Non-coding RNAs as therapeutic agents : The future of therapy

Abstract: Non-coding RNA (ncRNA) therapeutics are based on short oligonucleotides, both naturally occurring and artificial, which target RNA in a site-specific way to modulate gene expression. As of today, 12 synthetically produced ncRNA-based drugs are available on the market in the US and Europe, and there is a possibility of more to be approved in the near future. This project is ordered by Cytiva, a global life science company, with the aim to present an overview of the current ncRNA therapeutics field. The aim is to give Cytiva a clear indication of what type of products for oligonucleotide synthesis are requested by their clients in the pharmaceutical industry. ncRNAs were examined extensively for their potential as therapeutic agents during our literature study. Based on the number of approved drugs, clinical trials, and our overall impression of future potential, we selected the following four ncRNAs; Antisense oligonucleotides (ASOs), small interfering RNA (siRNA), microRNA (miRNA), and small nuclear RNA (snRNA). Among these, the most promising ncRNAs for therapeutic use are siRNA and ASO which usually are 20-30 nucleotides long.

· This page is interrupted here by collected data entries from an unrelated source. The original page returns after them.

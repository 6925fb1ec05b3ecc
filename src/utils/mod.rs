//! Utility functions for short codes, URL matching and time handling.
//!
//! - [`short_code`] - Base-62 short code codec
//! - [`url_pattern`] - URL shape matching and domain extraction
//! - [`time_normalizer`] - Timezone-aware expiration normalization
//! - [`db_error`] - Database error classification

pub mod db_error;
pub mod short_code;
pub mod time_normalizer;
pub mod url_pattern;
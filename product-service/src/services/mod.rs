pub mod database;
pub mod memory;
pub mod metrics;
pub mod store;

pub use database::MongoDb;
pub use memory::InMemoryProductStore;
pub use self::metrics::{get_metrics, init_metrics};
pub use store::{ProductStore, StoreError};
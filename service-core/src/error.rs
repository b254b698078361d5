use axum::{
    Json,
    http::StatusCode,
    response::{IntoResponse, Response},
};
use serde::Serialize;
use thiserror::Error;

#[derive(Debug, Error)]
pub enum AppError {
    #[error("Bad request: {0}")]
    BadRequest(anyhow::Error),

    #[error("Not found: {0}")]
    NotFound(anyhow::Error),

    #[error("Internal server error: {0}")]
    InternalError(#[from] anyhow::Error),

    #[error("Service Unavailable")]
    ServiceUnavailable,

    #[error("Database error: {0}")]
    DatabaseError(anyhow::Error),

    #[error("Configuration error: {0}")]
    ConfigError(anyhow::Error),
}

/// JSON body of every error response: `{"message": "..."}`.
#[derive(Debug, Serialize)]
pub struct ErrorResponse {
    pub message: String,
}

impl AppError {
    pub fn status_code(&self) -> StatusCode {
        match self {
            AppError::BadRequest(_) => StatusCode::BAD_REQUEST,
            AppError::NotFound(_) => StatusCode::NOT_FOUND,
            AppError::ServiceUnavailable => StatusCode::SERVICE_UNAVAILABLE,
            AppError::InternalError(_) | AppError::DatabaseError(_) | AppError::ConfigError(_) => {
                StatusCode::INTERNAL_SERVER_ERROR
            }
        }
    }

    /// Message shown to the caller. Store and request failures pass their
    /// underlying message through unchanged.
    pub fn message(&self) -> String {
        match self {
            AppError::BadRequest(err)
            | AppError::NotFound(err)
            | AppError::DatabaseError(err) => err.to_string(),
            AppError::InternalError(err) => format!("{:#}", err),
            AppError::ServiceUnavailable => "Service unavailable".to_string(),
            AppError::ConfigError(err) => format!("Configuration error: {}", err),
        }
    }
}

impl From<config::ConfigError> for AppError {
    fn from(err: config::ConfigError) -> Self {
        AppError::ConfigError(anyhow::Error::new(err))
    }
}

impl From<std::io::Error> for AppError {
    fn from(err: std::io::Error) -> Self {
        AppError::InternalError(anyhow::Error::new(err))
    }
}

impl From<mongodb::error::Error> for AppError {
    fn from(err: mongodb::error::Error) -> Self {
        AppError::DatabaseError(anyhow::Error::new(err))
    }
}

impl IntoResponse for AppError {
    fn into_response(self) -> Response {
        let status = self.status_code();
        let message = self.message();

        if status.is_server_error() {
            tracing::error!(status = status.as_u16(), error = %message, "Request failed");
        } else {
            tracing::debug!(status = status.as_u16(), error = %message, "Request rejected");
        }

        (status, Json(ErrorResponse { message })).into_response()
    }
}
use mongodb::bson::oid::ObjectId;
use serde::{Deserialize, Serialize};
use validator::Validate;

/// A catalog entry as persisted in the `products` collection.
#[derive(Debug, Clone, Serialize, Deserialize, PartialEq, Validate)]
pub struct Product {
    #[serde(rename = "_id", skip_serializing_if = "Option::is_none")]
    pub id: Option<ObjectId>,
    #[validate(length(min = 1, message = "Path `name` is required."))]
    pub name: String,
    #[serde(default, skip_serializing_if = "Option::is_none")]
    pub description: Option<String>,
    #[serde(default, skip_serializing_if = "Option::is_none")]
    pub price: Option<f64>,
    #[serde(default, skip_serializing_if = "Option::is_none")]
    pub quantity: Option<f64>,
    #[serde(default, skip_serializing_if = "Option::is_none")]
    pub category: Option<String>,
}

/// Field values for a product that has not been stored yet.
///
/// Every field may be absent; the store rejects a draft without a name.
#[derive(Debug, Clone, Default, PartialEq, Validate)]
pub struct NewProduct {
    #[validate(
        required(message = "Path `name` is required."),
        length(min = 1, message = "Path `name` is required.")
    )]
    pub name: Option<String>,
    pub description: Option<String>,
    pub price: Option<f64>,
    pub quantity: Option<f64>,
    pub category: Option<String>,
}

/// Partial update applied by [`Product::merge`].
#[derive(Debug, Clone, Default, PartialEq)]
pub struct ProductChanges {
    pub name: Option<String>,
    pub description: Option<String>,
    pub price: Option<f64>,
    pub quantity: Option<f64>,
    pub category: Option<String>,
}

impl Product {
    /// Build the document for a validated draft. The identifier is assigned
    /// by the store.
    pub fn from_new(new: NewProduct) -> Self {
        Self {
            id: None,
            name: new.name.unwrap_or_default(),
            description: new.description,
            price: new.price,
            quantity: new.quantity,
            category: new.category,
        }
    }

    /// Overwrite each field whose incoming value is present and truthy.
    ///
    /// Empty strings and zero numbers count as "not provided", so an update
    /// can never set `price` or `quantity` to 0 or clear a text field.
    pub fn merge(&mut self, changes: ProductChanges) {
        if let Some(name) = changes.name.filter(Truthy::is_truthy) {
            self.name = name;
        }
        merge_field(&mut self.description, changes.description);
        merge_field(&mut self.price, changes.price);
        merge_field(&mut self.quantity, changes.quantity);
        merge_field(&mut self.category, changes.category);
    }
}

fn merge_field<T: Truthy>(current: &mut Option<T>, incoming: Option<T>) {
    if let Some(value) = incoming.filter(Truthy::is_truthy) {
        *current = Some(value);
    }
}

trait Truthy {
    fn is_truthy(&self) -> bool;
}

impl Truthy for String {
    fn is_truthy(&self) -> bool {
        !self.is_empty()
    }
}

impl Truthy for f64 {
    fn is_truthy(&self) -> bool {
        *self != 0.0 && !self.is_nan()
    }
}

#[cfg(test)]
mod tests {
    use super::*;

    fn widget() -> Product {
        Product {
            id: Some(ObjectId::new()),
            name: "Widget".to_string(),
            description: Some("A widget".to_string()),
            price: Some(10.0),
            quantity: Some(5.0),
            category: Some("tools".to_string()),
        }
    }

    #[test]
    fn merge_overwrites_only_provided_fields() {
        let mut product = widget();
        let before = product.clone();

        product.merge(ProductChanges {
            price: Some(50.0),
            ..Default::default()
        });

        assert_eq!(product.price, Some(50.0));
        assert_eq!(product.name, before.name);
        assert_eq!(product.description, before.description);
        assert_eq!(product.quantity, before.quantity);
        assert_eq!(product.category, before.category);
        assert_eq!(product.id, before.id);
    }

    #[test]
    fn merge_skips_zero_and_empty_values() {
        let mut product = widget();
        let before = product.clone();

        product.merge(ProductChanges {
            name: Some(String::new()),
            description: Some(String::new()),
            price: Some(0.0),
            quantity: Some(0.0),
            category: Some(String::new()),
        });

        assert_eq!(product, before);
    }

    #[test]
    fn merge_fills_previously_absent_fields() {
        let mut product = Product {
            description: None,
            category: None,
            ..widget()
        };

        product.merge(ProductChanges {
            description: Some("Now described".to_string()),
            category: Some("hardware".to_string()),
            ..Default::default()
        });

        assert_eq!(product.description.as_deref(), Some("Now described"));
        assert_eq!(product.category.as_deref(), Some("hardware"));
    }

    #[test]
    fn nan_price_is_not_truthy() {
        let mut product = widget();
        product.merge(ProductChanges {
            price: Some(f64::NAN),
            ..Default::default()
        });
        assert_eq!(product.price, Some(10.0));
    }

    #[test]
    fn new_product_requires_a_name() {
        assert!(NewProduct::default().validate().is_err());
        assert!(NewProduct {
            name: Some(String::new()),
            ..Default::default()
        }
        .validate()
        .is_err());
        assert!(NewProduct {
            name: Some("Widget".to_string()),
            ..Default::default()
        }
        .validate()
        .is_ok());
    }

    #[test]
    fn from_new_carries_every_field() {
        let product = Product::from_new(NewProduct {
            name: Some("Widget".to_string()),
            description: None,
            price: Some(10.0),
            quantity: Some(5.0),
            category: Some("tools".to_string()),
        });

        assert!(product.id.is_none());
        assert_eq!(product.name, "Widget");
        assert_eq!(product.price, Some(10.0));
        assert_eq!(product.quantity, Some(5.0));
        assert_eq!(product.category.as_deref(), Some("tools"));
        assert!(product.description.is_none());
    }

    #[test]
    fn stored_document_omits_absent_fields() {
        let product = Product {
            id: None,
            name: "Bare".to_string(),
            description: None,
            price: None,
            quantity: None,
            category: None,
        };

        let document = mongodb::bson::to_document(&product).unwrap();
        assert_eq!(document.len(), 1);
        assert_eq!(document.get_str("name").unwrap(), "Bare");
    }

    #[test]
    fn stored_document_with_fractional_numbers_decodes() {
        let id = ObjectId::new();
        let document = mongodb::bson::doc! {
            "_id": id,
            "name": "Rope",
            "price": 4,
            "quantity": 2.5,
            "__v": 0,
        };

        let product: Product = mongodb::bson::from_document(document).unwrap();
        assert_eq!(product.id, Some(id));
        assert_eq!(product.quantity, Some(2.5));
        assert_eq!(product.price, Some(4.0));
    }

    #[test]
    fn merge_accepts_fractional_quantity() {
        let mut product = widget();
        product.merge(ProductChanges {
            quantity: Some(1.5),
            ..Default::default()
        });
        assert_eq!(product.quantity, Some(1.5));
    }
}
#![allow(dead_code)]

use async_trait::async_trait;
use product_service::config::{MongoConfig, ProductConfig, StoreBackend, StoreConfig};
use product_service::models::{NewProduct, Product};
use product_service::services::{InMemoryProductStore, ProductStore, StoreError};
use product_service::startup::Application;
use secrecy::Secret;
use serde_json::Value;
use service_core::config::Config as CoreConfig;
use std::sync::Arc;

pub fn test_config(backend: StoreBackend) -> ProductConfig {
    ProductConfig {
        common: CoreConfig {
            port: 0, // Random port for testing
            log_level: "error".to_string(),
            otlp_endpoint: None,
        },
        mongodb: MongoConfig {
            uri: Secret::new(
                std::env::var("MONGODB_URI")
                    .unwrap_or_else(|_| "mongodb://localhost:27017".to_string()),
            ),
            database: "product_test".to_string(),
        },
        store: StoreConfig { backend },
    }
}

pub struct TestApp {
    pub address: String,
    pub port: u16,
    pub store: Arc<dyn ProductStore>,
    pub client: reqwest::Client,
}

impl TestApp {
    /// Spawn the full application on a random port, backed by a fresh
    /// in-memory store.
    pub async fn spawn() -> Self {
        Self::spawn_with_store(Arc::new(InMemoryProductStore::new())).await
    }

    pub async fn spawn_with_store(store: Arc<dyn ProductStore>) -> Self {
        let app = Application::with_store(test_config(StoreBackend::Memory), store)
            .await
            .expect("Failed to build test application");

        let port = app.port();
        let store = app.store();
        let address = format!("http://127.0.0.1:{}", port);

        tokio::spawn(async move {
            app.run_until_stopped().await.ok();
        });

        // Wait for the server to accept connections
        let client = reqwest::Client::new();
        let health_url = format!("{}/health", address);
        for _ in 0..50 {
            if client.get(&health_url).send().await.is_ok() {
                break;
            }
            tokio::time::sleep(tokio::time::Duration::from_millis(50)).await;
        }

        TestApp {
            address,
            port,
            store,
            client,
        }
    }

    pub fn url(&self, path: &str) -> String {
        format!("{}{}", self.address, path)
    }

    pub async fn create_product(&self, body: Value) -> reqwest::Response {
        self.client
            .post(self.url("/products"))
            .json(&body)
            .send()
            .await
            .expect("Failed to execute request")
    }

    /// Create a product and return its assigned id.
    pub async fn seed(&self, body: Value) -> String {
        let response = self.create_product(body).await;
        assert_eq!(response.status(), reqwest::StatusCode::CREATED);
        let created: Value = response.json().await.expect("Failed to parse JSON");
        created["id"]
            .as_str()
            .expect("created product has no id")
            .to_string()
    }
}

/// Store double whose every operation fails with a backend error.
pub struct UnavailableStore;

fn unavailable() -> StoreError {
    StoreError::Backend(anyhow::anyhow!("connection refused"))
}

#[async_trait]
impl ProductStore for UnavailableStore {
    async fn find_all(&self) -> Result<Vec<Product>, StoreError> {
        Err(unavailable())
    }

    async fn find_by_id(&self, _id: &str) -> Result<Option<Product>, StoreError> {
        Err(unavailable())
    }

    async fn find_by_name(&self, _name: &str) -> Result<Vec<Product>, StoreError> {
        Err(unavailable())
    }

    async fn search_by_name(&self, _pattern: &str) -> Result<Vec<Product>, StoreError> {
        Err(unavailable())
    }

    async fn insert(&self, _new: NewProduct) -> Result<Product, StoreError> {
        Err(unavailable())
    }

    async fn save(&self, _product: Product) -> Result<Product, StoreError> {
        Err(unavailable())
    }

    async fn delete_by_id(&self, _id: &str) -> Result<bool, StoreError> {
        Err(unavailable())
    }

    async fn delete_all(&self) -> Result<u64, StoreError> {
        Err(unavailable())
    }

    async fn health_check(&self) -> Result<(), StoreError> {
        Err(unavailable())
    }
}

The most common modifications to improve drug-like properties are modifications to the backbone, sugar modifications at position 2, and methylation of nucleobases at position 5 of the oligonucleotide. In addition, ncRNA-based drugs on the market today are delivered either through non-viral mechanisms or without a delivery system. The conclusion that can be drawn from our report is the importance of being able to synthesize chemically modified ASOs and siRNA on a large scale to meet the future demand of the pharmaceutical industry.